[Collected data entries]
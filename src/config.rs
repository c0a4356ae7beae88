//! Configuration for Rollout.
//!
//! Settings come from command line flags, optionally layered on top of a YAML config file.
//! Flags win over the file, and the file wins over built-in defaults.

use std::path::{Path, PathBuf};
use std::time::Duration;

use clap::Parser;
use handlebars::Handlebars;
use serde::{Deserialize, Serialize};
use tokio::sync::Semaphore;

use crate::error::ConfigError;

/// Runs `sudo bash` with the host's logical name exported as `NODENAME`.
pub const DEFAULT_COMMAND: &str = "sudo bash -c 'export NODENAME={{name}}; ./{{script}}'";

#[derive(Parser, Debug, Default)]
#[command(version, about)]
pub struct Config {
    /// Script to copy to and execute on every host
    #[arg(long, short)]
    pub script: Option<String>,

    /// Remote SSH user
    #[arg(long, short)]
    pub user: Option<String>,

    /// Private key file used for SSH authentication
    #[arg(long, short)]
    pub key_file: Option<String>,

    /// Pending-host list, one `address,name` per line. Defaults to `hosts.txt`
    #[arg(long)]
    pub hosts_file: Option<PathBuf>,

    /// Append-only status log. Defaults to `status.log`
    #[arg(long)]
    pub status_log: Option<PathBuf>,

    /// Append-only log of completed hosts. Defaults to `done.log`
    #[arg(long)]
    pub done_log: Option<PathBuf>,

    /// SSH port to probe and connect to. Defaults to 22
    #[arg(long)]
    pub port: Option<u16>,

    /// Seconds to wait for the reachability probe. Defaults to 5
    #[arg(long)]
    pub probe_timeout: Option<u64>,

    /// Seconds to wait for SSH/SCP connections. Defaults to 30
    #[arg(long)]
    pub connect_timeout: Option<u64>,

    /// Seconds to sleep between rounds. Defaults to 5
    #[arg(long)]
    pub round_delay: Option<u64>,

    /// Upper bound on hosts handled at once. Unbounded if not given
    #[arg(long)]
    pub max_parallel: Option<usize>,

    /// Remote command template ({{address}}, {{name}}, {{user}}, {{script}})
    #[arg(long)]
    pub command: Option<String>,

    /// YAML file with any of the settings above
    #[arg(long)]
    pub config: Option<PathBuf>,

    /// Log at debug level
    #[arg(long, short)]
    pub verbose: bool,
}

/// The YAML config file. Every key is optional.
#[derive(Debug, Default, Deserialize)]
#[serde(default, deny_unknown_fields)]
pub struct FileConfig {
    pub script: Option<String>,
    pub user: Option<String>,
    pub key_file: Option<String>,
    pub hosts_file: Option<PathBuf>,
    pub status_log: Option<PathBuf>,
    pub done_log: Option<PathBuf>,
    pub port: Option<u16>,
    pub probe_timeout: Option<u64>,
    pub connect_timeout: Option<u64>,
    pub round_delay: Option<u64>,
    pub max_parallel: Option<usize>,
    pub command: Option<String>,
}

impl FileConfig {
    pub fn load(path: &Path) -> Result<Self, ConfigError> {
        let file = std::fs::File::open(path).map_err(|source| ConfigError::Read {
            path: path.to_path_buf(),
            source,
        })?;
        Ok(serde_yaml::from_reader(file)?)
    }
}

/// Validated settings for a run.
#[derive(Debug, Clone)]
pub struct Settings {
    pub script: PathBuf,
    pub user: String,
    pub key_file: PathBuf,
    pub hosts_file: PathBuf,
    pub status_log: PathBuf,
    pub done_log: PathBuf,
    pub port: u16,
    pub probe_timeout: Duration,
    pub connect_timeout: Duration,
    pub round_delay: Duration,
    pub max_parallel: Option<usize>,
    pub command: String,
}

impl Settings {
    /// Settings with every optional value at its default.
    pub fn new(
        script: impl Into<PathBuf>,
        user: impl Into<String>,
        key_file: impl Into<PathBuf>,
    ) -> Self {
        Self {
            script: script.into(),
            user: user.into(),
            key_file: key_file.into(),
            hosts_file: "hosts.txt".into(),
            status_log: "status.log".into(),
            done_log: "done.log".into(),
            port: 22,
            probe_timeout: Duration::from_secs(5),
            connect_timeout: Duration::from_secs(30),
            round_delay: Duration::from_secs(5),
            max_parallel: None,
            command: DEFAULT_COMMAND.to_string(),
        }
    }

    /// Merges the command line with the config file it names and validates the result.
    pub fn resolve(cli: Config) -> Result<Self, ConfigError> {
        let file = match &cli.config {
            Some(path) => FileConfig::load(path)?,
            None => FileConfig::default(),
        };
        Self::merge(cli, file)
    }

    fn merge(cli: Config, file: FileConfig) -> Result<Self, ConfigError> {
        let script = required("script", cli.script.or(file.script))?;
        let user = required("user", cli.user.or(file.user))?;
        let key_file = required("key_file", cli.key_file.or(file.key_file))?;

        let mut settings = Self::new(script, user, key_file);
        if let Some(path) = cli.hosts_file.or(file.hosts_file) {
            settings.hosts_file = path;
        }
        if let Some(path) = cli.status_log.or(file.status_log) {
            settings.status_log = path;
        }
        if let Some(path) = cli.done_log.or(file.done_log) {
            settings.done_log = path;
        }
        if let Some(port) = cli.port.or(file.port) {
            settings.port = port;
        }
        if let Some(secs) = cli.probe_timeout.or(file.probe_timeout) {
            settings.probe_timeout = Duration::from_secs(secs);
        }
        if let Some(secs) = cli.connect_timeout.or(file.connect_timeout) {
            settings.connect_timeout = Duration::from_secs(secs);
        }
        if let Some(secs) = cli.round_delay.or(file.round_delay) {
            settings.round_delay = Duration::from_secs(secs);
        }
        settings.max_parallel = cli.max_parallel.or(file.max_parallel);
        if let Some(command) = cli.command.or(file.command) {
            settings.command = command;
        }

        settings.validate()?;
        Ok(settings)
    }

    /// Checks the settings that cannot be expressed in their types.
    pub fn validate(&self) -> Result<(), ConfigError> {
        if let Some(n) = self.max_parallel {
            if n == 0 || n > Semaphore::MAX_PERMITS {
                return Err(ConfigError::Invalid {
                    field: "max_parallel",
                    reason: format!("must be between 1 and {}", Semaphore::MAX_PERMITS),
                });
            }
        }
        if self.script.file_name().is_none() {
            return Err(ConfigError::Invalid {
                field: "script",
                reason: format!("{} does not name a file", self.script.display()),
            });
        }
        self.command_registry()?;
        Ok(())
    }

    /// The script's file name, which is where `scp` puts it in the remote home directory.
    pub fn script_name(&self) -> String {
        self.script
            .file_name()
            .map(|name| name.to_string_lossy().into_owned())
            .unwrap_or_default()
    }

    /// A Handlebars registry with the remote command template registered as [`COMMAND_TEMPLATE`].
    pub fn command_registry(&self) -> Result<Handlebars<'static>, ConfigError> {
        let mut registry = Handlebars::new();
        registry.register_escape_fn(handlebars::no_escape);
        handlebars_misc_helpers::register(&mut registry);
        registry
            .register_template_string(COMMAND_TEMPLATE, &self.command)
            .map_err(Box::new)?;
        Ok(registry)
    }
}

/// Name of the remote command template inside [`Settings::command_registry`].
pub const COMMAND_TEMPLATE: &str = "command";

/// Parameters available to the remote command template.
#[derive(Debug, Serialize)]
pub struct CommandParams<'a> {
    pub address: &'a str,
    pub name: &'a str,
    pub user: &'a str,
    pub script: &'a str,
}

fn required(field: &'static str, value: Option<String>) -> Result<String, ConfigError> {
    match value {
        Some(value) if !value.trim().is_empty() => Ok(value),
        _ => Err(ConfigError::Missing(field)),
    }
}
//! Append-only logs and the tasks that own them.
//!
//! Every mutable file has exactly one owner task per round. Host tasks never touch the files; they send
//! an [`Event`] to the owner and wait for its acknowledgment, which arrives only after the line has been
//! appended (and, for completions, after the host has been dropped from the pending list).

use std::fs::{File, OpenOptions};
use std::io::Write;
use std::path::{Path, PathBuf};

use tokio::sync::oneshot;
use tracing::debug;

use crate::error::{HostError, RolloutError};
use crate::host::{Host, HostList};

/// One line to record, plus the handle used to acknowledge it.
#[derive(Debug)]
pub struct Event {
    pub host: Host,
    pub text: String,
    ack: oneshot::Sender<()>,
}

/// The sending half of an owner task's inbox.
#[derive(Debug, Clone)]
pub struct EventSender(flume::Sender<Event>);

pub type EventReceiver = flume::Receiver<Event>;

/// Creates the inbox of an owner task.
pub fn channel() -> (EventSender, EventReceiver) {
    let (tx, rx) = flume::unbounded();
    (EventSender(tx), rx)
}

impl EventSender {
    /// Queues an event and blocks until the owner has durably written it.
    pub async fn send(&self, host: &Host, text: impl Into<String>) -> Result<(), HostError> {
        let (ack, acked) = oneshot::channel();
        let event = Event {
            host: host.clone(),
            text: text.into(),
            ack,
        };
        self.0
            .send_async(event)
            .await
            .map_err(|_| HostError::WriterGone)?;
        acked.await.map_err(|_| HostError::WriterGone)
    }
}

/// An append-only `address,name,text` log file.
#[derive(Debug)]
pub struct AppendLog {
    path: PathBuf,
    file: File,
}

impl AppendLog {
    pub fn open(path: impl Into<PathBuf>) -> Result<Self, RolloutError> {
        let path = path.into();
        let file = OpenOptions::new()
            .create(true)
            .append(true)
            .open(&path)
            .map_err(|e| RolloutError::storage("open log file", &path, e))?;
        Ok(Self { path, file })
    }

    pub fn path(&self) -> &Path {
        &self.path
    }

    /// Appends one line with a single write and syncs it to disk.
    pub fn append(&mut self, host: &Host, text: &str) -> Result<(), RolloutError> {
        let line = format!("{},{},{}\n", host.address, host.name, one_line(text));
        self.file
            .write_all(line.as_bytes())
            .and_then(|_| self.file.sync_data())
            .map_err(|e| RolloutError::storage("append to", &self.path, e))
    }
}

/// Keeps a record on a single line.
fn one_line(text: &str) -> String {
    text.trim_end()
        .chars()
        .map(|c| if c == '\n' || c == '\r' { ' ' } else { c })
        .collect()
}

/// Owner loop for the status log. Runs until every sender has been dropped.
pub async fn status_writer(mut log: AppendLog, inbox: EventReceiver) -> Result<(), RolloutError> {
    while let Ok(event) = inbox.recv_async().await {
        log.append(&event.host, &event.text)?;
        let _ = event.ack.send(());
    }
    debug!("exiting status writer for {}", log.path().display());
    Ok(())
}

/// Owner loop for the done log. Also owns the pending-host list: a completed host is recorded as done
/// strictly before it is removed from the list, and only then acknowledged.
pub async fn done_writer(
    mut log: AppendLog,
    hosts: HostList,
    inbox: EventReceiver,
) -> Result<(), RolloutError> {
    while let Ok(event) = inbox.recv_async().await {
        log.append(&event.host, &event.text)?;
        let removed = hosts.remove_host(&event.host)?;
        debug!(
            "removed {} record(s) for {} from {}",
            removed,
            event.host,
            hosts.path().display()
        );
        let _ = event.ack.send(());
    }
    debug!("exiting done writer for {}", log.path().display());
    Ok(())
}
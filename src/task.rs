//! One host's trip through a round.
//!
//! A host task probes the host, copies the script over, runs it, and reports. Every milestone is written
//! to the status log before the task moves on. Only a fully successful run is sent to the done log, which
//! is what takes the host off the pending list.

use std::path::PathBuf;
use std::sync::Arc;
use std::time::Duration;

use colored::ColoredString;
use colourado::Color;
use handlebars::Handlebars;
use tracing::{debug, error, info};

use crate::config::{CommandParams, Settings, COMMAND_TEMPLATE};
use crate::error::HostError;
use crate::host::Host;
use crate::journal::EventSender;
use crate::session::Remote;

/// Where a host task currently is.
#[derive(Debug)]
enum Stage {
    Init,
    Probing,
    Reachable,
    Copying,
    /// Carries the transfer output.
    Copied(String),
    Executing,
    /// Carries the remote output, one line per entry joined by commas.
    Executed(String),
}

/// How a host task ended.
#[derive(Debug, Clone, PartialEq, Eq)]
pub enum HostOutcome {
    Completed,
    Failed(String),
}

/// Settings shared by every host task of a round.
pub struct TaskContext {
    pub remote: Arc<dyn Remote>,
    pub registry: Handlebars<'static>,
    pub script: PathBuf,
    pub script_name: String,
    pub user: String,
    pub probe_timeout: Duration,
}

impl TaskContext {
    pub fn new(settings: &Settings, remote: Arc<dyn Remote>, registry: Handlebars<'static>) -> Self {
        Self {
            remote,
            registry,
            script: settings.script.clone(),
            script_name: settings.script_name(),
            user: settings.user.clone(),
            probe_timeout: settings.probe_timeout,
        }
    }

    fn render_command(&self, host: &Host) -> Result<String, HostError> {
        let params = CommandParams {
            address: &host.address,
            name: &host.name,
            user: &self.user,
            script: &self.script_name,
        };
        Ok(self
            .registry
            .render(COMMAND_TEMPLATE, &params)
            .map_err(Box::new)?)
    }
}

pub struct HostTask {
    host: Host,
    colorhost: ColoredString,
    ctx: Arc<TaskContext>,
    status: EventSender,
    done: EventSender,
}

impl HostTask {
    pub fn new(
        host: Host,
        color: Color,
        ctx: Arc<TaskContext>,
        status: EventSender,
        done: EventSender,
    ) -> Self {
        let colorhost = host.prettify(color);
        Self {
            host,
            colorhost,
            ctx,
            status,
            done,
        }
    }

    /// Drives the host to completion or failure. A failure is recorded in the status log.
    pub async fn run(self) -> HostOutcome {
        match self.drive().await {
            Ok(()) => HostOutcome::Completed,
            Err(HostError::WriterGone) => {
                // Nothing left to report to; the orchestrator surfaces the writer's own error.
                error!("{} log writer went away", self.colorhost);
                HostOutcome::Failed(HostError::WriterGone.to_string())
            }
            Err(e) => {
                let detail = e.to_string();
                error!("{} {}", self.colorhost, detail);
                if self
                    .status
                    .send(&self.host, format!("error: {}", detail))
                    .await
                    .is_err()
                {
                    error!("{} failed to record the error above", self.colorhost);
                }
                HostOutcome::Failed(detail)
            }
        }
    }

    async fn drive(&self) -> Result<(), HostError> {
        let mut stage = Stage::Init;
        loop {
            debug!("{} {:?}", self.colorhost, stage);
            stage = match stage {
                Stage::Init => Stage::Probing,
                Stage::Probing => {
                    info!("{} trying to connect", self.colorhost);
                    self.ctx
                        .remote
                        .probe(&self.host, self.ctx.probe_timeout)
                        .await?;
                    Stage::Reachable
                }
                Stage::Reachable => {
                    info!("{} got ack for connection", self.colorhost);
                    Stage::Copying
                }
                Stage::Copying => {
                    info!("{} trying to copy script", self.colorhost);
                    let output = self.ctx.remote.copy(&self.host, &self.ctx.script).await?;
                    Stage::Copied(output)
                }
                Stage::Copied(output) => {
                    info!("{} script copied", self.colorhost);
                    self.status
                        .send(&self.host, format!("info: script copied: {}", output))
                        .await?;
                    Stage::Executing
                }
                Stage::Executing => {
                    let command = self.ctx.render_command(&self.host)?;
                    info!("{} trying to execute script", self.colorhost);
                    let lines = self
                        .ctx
                        .remote
                        .execute(&self.host, &self.colorhost, &command)
                        .await?;
                    Stage::Executed(lines.join(","))
                }
                Stage::Executed(output) => {
                    info!("{} script executed", self.colorhost);
                    self.status
                        .send(&self.host, format!("info: script ok: {}", output))
                        .await?;
                    self.done.send(&self.host, output).await?;
                    return Ok(());
                }
            };
        }
    }
}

__How to complete this task__.
The lines above that hold "EventSender" are the result; show every one of them.

__Solution to the problem__.
pub struct EventSender(flume::Sender<Event>);
pub fn channel() -> (EventSender, EventReceiver) {
    (EventSender(tx), rx)
impl EventSender {
use crate::journal::EventSender;
    status: EventSender,
    done: EventSender,
        status: EventSender,
        done: EventSender,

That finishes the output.